King Abdullah and President Trump
President Donald Trump speaks during a meeting with Jordan's King Abdullah II bin Al-Hussein (L) in the Oval Office of the White House on February 11, 2025 in Washington, DC. Andrew Harnik/Getty Images

As President Donald Trump continues to push a plan for the United States to take control of Gaza and have its Palestinian residents relocate, Jordan's leader made an offer to take a small number of them.

At the White House, Jordan's King Abdullah II said he would take about 2,000 Palestinian children with pressing medical needs.

That is a tiny fraction of the 2 million residents of the war-torn area.

Trump called the offer a "beautiful gesture" and said he believed "99%" that something could be worked out with Egypt, according to NBC News.

Abdullah didn't commit to taking in a larger number of refugees and said he would refrain from saying more at the moment.

Trump made the surprising announcement that he planned to take control of Gaza while speaking to reporters alongside Israeli Prime Minister Benjamin Netanyahu at the White House last week.

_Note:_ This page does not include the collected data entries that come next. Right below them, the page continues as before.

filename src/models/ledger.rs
use chrono::{NaiveDate, NaiveDateTime};
use rust_decimal::Decimal;

/// A transaction that has been persisted in a repository.
#[derive(Clone, Debug, PartialEq, sqlx::FromRow)]
pub struct Transaction {
    pub id: i32,
    pub description: String,
    pub amount: Decimal,
    #[sqlx(rename = "type")]
    pub kind: String,
    pub category: String,
    pub date: NaiveDate,
    pub created_at: Option<NaiveDateTime>,
    pub updated_at: Option<NaiveDateTime>,
}

/// The summed amount of all transactions sharing a category.
#[derive(Clone, Debug, PartialEq, sqlx::FromRow)]
pub struct CategoryTotal {
    pub category: String,
    pub total: Decimal,
}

He proclaimed that the war-torn strip of land on the Mediterranean coast could be one of the "greatest and most spectacular developments of its kind on Earth."

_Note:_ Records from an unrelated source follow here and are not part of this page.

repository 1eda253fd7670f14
pub mod domain;
pub mod http;
pub mod services;
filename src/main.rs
#[tokio::main]
async fn main() -> anyhow::Result<()> {
    transactions_api::cli::run_with_sys_args().await
}
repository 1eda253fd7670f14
pub mod ledger;
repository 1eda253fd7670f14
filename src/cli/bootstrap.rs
use sqlx::postgres::PgPoolOptions;
use tracing::info;

use crate::database::PostgresConnection;

pub struct BootstrapOptions {
    pub database_url: String,
}

/// Create the application schema and exit. Any failure is returned to the
/// caller.
pub async fn run_bootstrap(opts: BootstrapOptions) -> anyhow::Result<()> {
    let db_pool = PgPoolOptions::new()
        .max_connections(1)
        .connect(&opts.database_url)
        .await?;

    PostgresConnection::new(db_pool).ensure_schema().await?;

    info!("Transactions table is ready.");

    Ok(())
}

He added that Palestinians would by then be "resettled in far safer and more beautiful communities" and they would "have a chance to be happy, safe, and free."

He suggested that Egypt and Jordan take the displaced Palestinians.

Lawmakers worldwide have condemned Trump's plan and accused the president of "ethnic cleansing."

Gaza has been devastated by more than a year of Israeli attacks that were launched in response to the Oct. 7 attack by Hamas that left more than 1,200 dead and hundreds of people kidnapped into Gaza.